Begin at the top of the records and copy each line exactly. The line containing "let candidate = Instant::now().checked_add(timeout);" is the last one to include.

++++ GIVEN DATA

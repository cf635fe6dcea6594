//! Core types shared across MiCasa crates
//!
//! This crate provides foundational types used by the error handling,
//! logging and persistence layers:
//!
//! - **Cancellation**: CancellationToken with optional deadline
//! - **Sensitive data**: Sensitive<T> marker for automatic redaction
//! - **Schema constants**: Canonical field keys and event names

pub mod cancel;
pub mod schema;
pub mod sensitive;

pub use cancel::CancellationToken;
pub use sensitive::Sensitive;
//! Cancellation signal for store operations
//!
//! A `CancellationToken` is handed to every repository and migration call.
//! It fires either when `cancel()` is called on any clone of it, or when its
//! deadline passes.

use std::sync::atomic::{AtomicBool, Ordering};
use std::sync::Arc;
use std::time::{Duration, Instant};

/// Shared cancellation flag with an optional deadline.
///
/// Clones share the same flag, so cancelling one clone cancels all of them.
///
/// # Example
///
/// ```
/// use micasa_core_types::CancellationToken;
///
/// let token = CancellationToken::new();
/// let handle = token.clone();
/// assert!(!token.is_cancelled());
///
/// handle.cancel();
/// assert!(token.is_cancelled());
/// ```
#[derive(Debug, Clone)]
pub struct CancellationToken {
    cancelled: Arc<AtomicBool>,
    deadline: Option<Instant>,
}

impl CancellationToken {
    /// Create a token that only fires when cancelled explicitly
    pub fn new() -> Self {
        Self {
            cancelled: Arc::new(AtomicBool::new(false)),
            deadline: None,
        }
    }

    /// Create a token that fires once `timeout` has elapsed
    pub fn with_timeout(timeout: Duration) -> Self {
        Self::new().child_with_timeout(timeout)
    }

    /// Derive a token sharing this token's flag, with a deadline no later
    /// than `timeout` from now.
    pub fn child_with_timeout(&self, timeout: Duration) -> Self {
        let candidate = Instant::now().checked_add(timeout);
        let deadline = match (self.deadline, candidate) {
            (Some(current), Some(new)) => Some(current.min(new)),
            (current, None) => current,
            (None, new) => new,
        };
        Self {
            cancelled: Arc::clone(&self.cancelled),
            deadline,
        }
    }

    /// Signal cancellation
    pub fn cancel(&self) {
        self.cancelled.store(true, Ordering::SeqCst);
    }

    /// Check if cancellation was requested or the deadline passed
    pub fn is_cancelled(&self) -> bool {
        if self.cancelled.load(Ordering::SeqCst) {
            return true;
        }
        self.deadline
            .map(|deadline| Instant::now() >= deadline)
            .unwrap_or(false)
    }

    /// Time left until the deadline, if one is set
    pub fn remaining(&self) -> Option<Duration> {
        self.deadline
            .map(|deadline| deadline.saturating_duration_since(Instant::now()))
    }
}

impl Default for CancellationToken {
    fn default() -> Self {
        Self::new()
    }
}
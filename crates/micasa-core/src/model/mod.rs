pub mod user;

pub use user::{normalize_name, User, UserId};
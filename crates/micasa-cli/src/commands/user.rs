//! User administration commands
//!
//! Usage:
//!   micasa user add <NAME> [--full-name <FULL_NAME>] [--password <PW>]
//!   micasa user list [SEARCH] [--offset N] [--limit N] [--json]
//!   micasa user delete <ID>
//!   micasa user passwd <ID> [--password <PW>]
//!   micasa user login <NAME> [--password <PW>]
//!
//! Passwords fall back to `MICASA_PASSWORD`.

use clap::{Args, Subcommand};
use micasa_core::{CredentialHasher, ExError, ExErrorKind, User, UserId, UserRepository};
use micasa_core_types::{CancellationToken, Sensitive};
use micasa_store::{SqliteUserRepo, Store};

#[derive(Debug, Args)]
pub struct UserArgs {
    #[command(subcommand)]
    pub command: UserCommand,
}

#[derive(Debug, Subcommand)]
pub enum UserCommand {
    /// Create a user
    Add(AddArgs),
    /// Search users by name or full name
    List(ListArgs),
    /// Delete a user by id
    Delete(DeleteArgs),
    /// Set a new password
    Passwd(PasswdArgs),
    /// Check a name and password
    Login(LoginArgs),
}

#[derive(Debug, Args)]
pub struct PasswordArg {
    /// Password (prefer the environment variable)
    #[arg(long, env = "MICASA_PASSWORD", hide_env_values = true)]
    pub password: Option<Sensitive<String>>,
}

#[derive(Debug, Args)]
pub struct AddArgs {
    /// Login name (stored lowercase)
    pub name: String,

    #[arg(long, default_value = "")]
    pub full_name: String,

    #[command(flatten)]
    pub password: PasswordArg,
}

#[derive(Debug, Args)]
pub struct ListArgs {
    /// Substring to match; empty lists everyone
    #[arg(default_value = "")]
    pub search: String,

    #[arg(long, default_value_t = 0)]
    pub offset: u32,

    #[arg(long, default_value_t = 50)]
    pub limit: u32,

    /// Print JSON instead of a table
    #[arg(long)]
    pub json: bool,
}

#[derive(Debug, Args)]
pub struct DeleteArgs {
    pub id: String,
}

#[derive(Debug, Args)]
pub struct PasswdArgs {
    pub id: String,

    #[command(flatten)]
    pub password: PasswordArg,
}

#[derive(Debug, Args)]
pub struct LoginArgs {
    pub name: String,

    #[command(flatten)]
    pub password: PasswordArg,
}

impl PasswordArg {
    fn require(self) -> Result<Sensitive<String>, ExError> {
        self.password
            .filter(|pw| !pw.is_empty())
            .ok_or_else(|| {
                ExError::new(ExErrorKind::InvalidInput)
                    .with_op("read_password")
                    .with_message("password required (--password or MICASA_PASSWORD)")
            })
    }
}

/// Execute user command
pub fn execute(
    args: UserArgs,
    store: Store,
    cancel: &CancellationToken,
) -> Result<(), Box<dyn std::error::Error>> {
    let repo = SqliteUserRepo::new(store);
    match args.command {
        UserCommand::Add(add) => execute_add(&repo, add, cancel),
        UserCommand::List(list) => execute_list(&repo, list, cancel),
        UserCommand::Delete(delete) => {
            repo.delete(&UserId::new(delete.id), cancel)?;
            println!("Deleted");
            Ok(())
        }
        UserCommand::Passwd(passwd) => execute_passwd(&repo, passwd, cancel),
        UserCommand::Login(login) => execute_login(&repo, login, cancel),
    }
}

fn execute_add(
    repo: &SqliteUserRepo,
    args: AddArgs,
    cancel: &CancellationToken,
) -> Result<(), Box<dyn std::error::Error>> {
    let password = args.password.require()?;
    let name = args.name.trim();
    if name.is_empty() {
        return Err(ExError::new(ExErrorKind::InvalidInput)
            .with_op("add_user")
            .with_message("name must not be empty")
            .into());
    }

    let mut user = User::new(name, args.full_name);
    user.set_password(password.expose_str()).map_err(ExError::from)?;
    repo.create(&mut user, cancel)?;

    println!("{}", user.id);
    Ok(())
}

fn execute_list(
    repo: &SqliteUserRepo,
    args: ListArgs,
    cancel: &CancellationToken,
) -> Result<(), Box<dyn std::error::Error>> {
    let users = repo.find(&args.search, args.offset, args.limit, cancel)?;

    if args.json {
        println!("{}", serde_json::to_string_pretty(&users)?);
        return Ok(());
    }

    for user in &users {
        println!("{}  {:<16}  {}", user.id, user.name, user.full_name);
    }
    if users.is_empty() {
        println!("No users found");
    }
    Ok(())
}

fn execute_passwd(
    repo: &SqliteUserRepo,
    args: PasswdArgs,
    cancel: &CancellationToken,
) -> Result<(), Box<dyn std::error::Error>> {
    let password = args.password.require()?;
    let mut user = repo.get_by_id(&UserId::new(args.id), cancel)?;
    user.set_password(password.expose_str()).map_err(ExError::from)?;
    repo.update(&mut user, cancel)?;

    println!("Password updated");
    Ok(())
}

fn execute_login(
    repo: &SqliteUserRepo,
    args: LoginArgs,
    cancel: &CancellationToken,
) -> Result<(), Box<dyn std::error::Error>> {
    let password = args.password.require()?;
    let mut user = repo.get_by_credentials(&args.name, password.expose_str(), cancel)?;

    // Upgrade hashes made under an older parameter set while the plaintext is at hand
    if CredentialHasher::default().needs_rehash(&user.password_hash) {
        user.set_password(password.expose_str()).map_err(ExError::from)?;
        repo.update(&mut user, cancel)?;
        tracing::info!(user_id = %user.id, "password hash upgraded");
    }

    println!("Authenticated as {} ({})", user.name, user.id);
    Ok(())
}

++++++++

ANSWER FOR THIS EXERCISE:
repository cf635fe6dcea6594
//! Core types shared across MiCasa crates
//!
//! This crate provides foundational types used by the error handling,
//! logging and persistence layers:
//!
//! - **Cancellation**: CancellationToken with optional deadline
//! - **Sensitive data**: Sensitive<T> marker for automatic redaction
//! - **Schema constants**: Canonical field keys and event names

pub mod cancel;
pub mod schema;
pub mod sensitive;

pub use cancel::CancellationToken;
pub use sensitive::Sensitive;
//! Cancellation signal for store operations
//!
//! A `CancellationToken` is handed to every repository and migration call.
//! It fires either when `cancel()` is called on any clone of it, or when its
//! deadline passes.

use std::sync::atomic::{AtomicBool, Ordering};
use std::sync::Arc;
use std::time::{Duration, Instant};

/// Shared cancellation flag with an optional deadline.
///
/// Clones share the same flag, so cancelling one clone cancels all of them.
///
/// # Example
///
/// ```
/// use micasa_core_types::CancellationToken;
///
/// let token = CancellationToken::new();
/// let handle = token.clone();
/// assert!(!token.is_cancelled());
///
/// handle.cancel();
/// assert!(token.is_cancelled());
/// ```
#[derive(Debug, Clone)]
pub struct CancellationToken {
    cancelled: Arc<AtomicBool>,
    deadline: Option<Instant>,
}

impl CancellationToken {
    /// Create a token that only fires when cancelled explicitly
    pub fn new() -> Self {
        Self {
            cancelled: Arc::new(AtomicBool::new(false)),
            deadline: None,
        }
    }

    /// Create a token that fires once `timeout` has elapsed
    pub fn with_timeout(timeout: Duration) -> Self {
        Self::new().child_with_timeout(timeout)
    }

    /// Derive a token sharing this token's flag, with a deadline no later
    /// than `timeout` from now.
    pub fn child_with_timeout(&self, timeout: Duration) -> Self {
        let candidate = Instant::now().checked_add(timeout);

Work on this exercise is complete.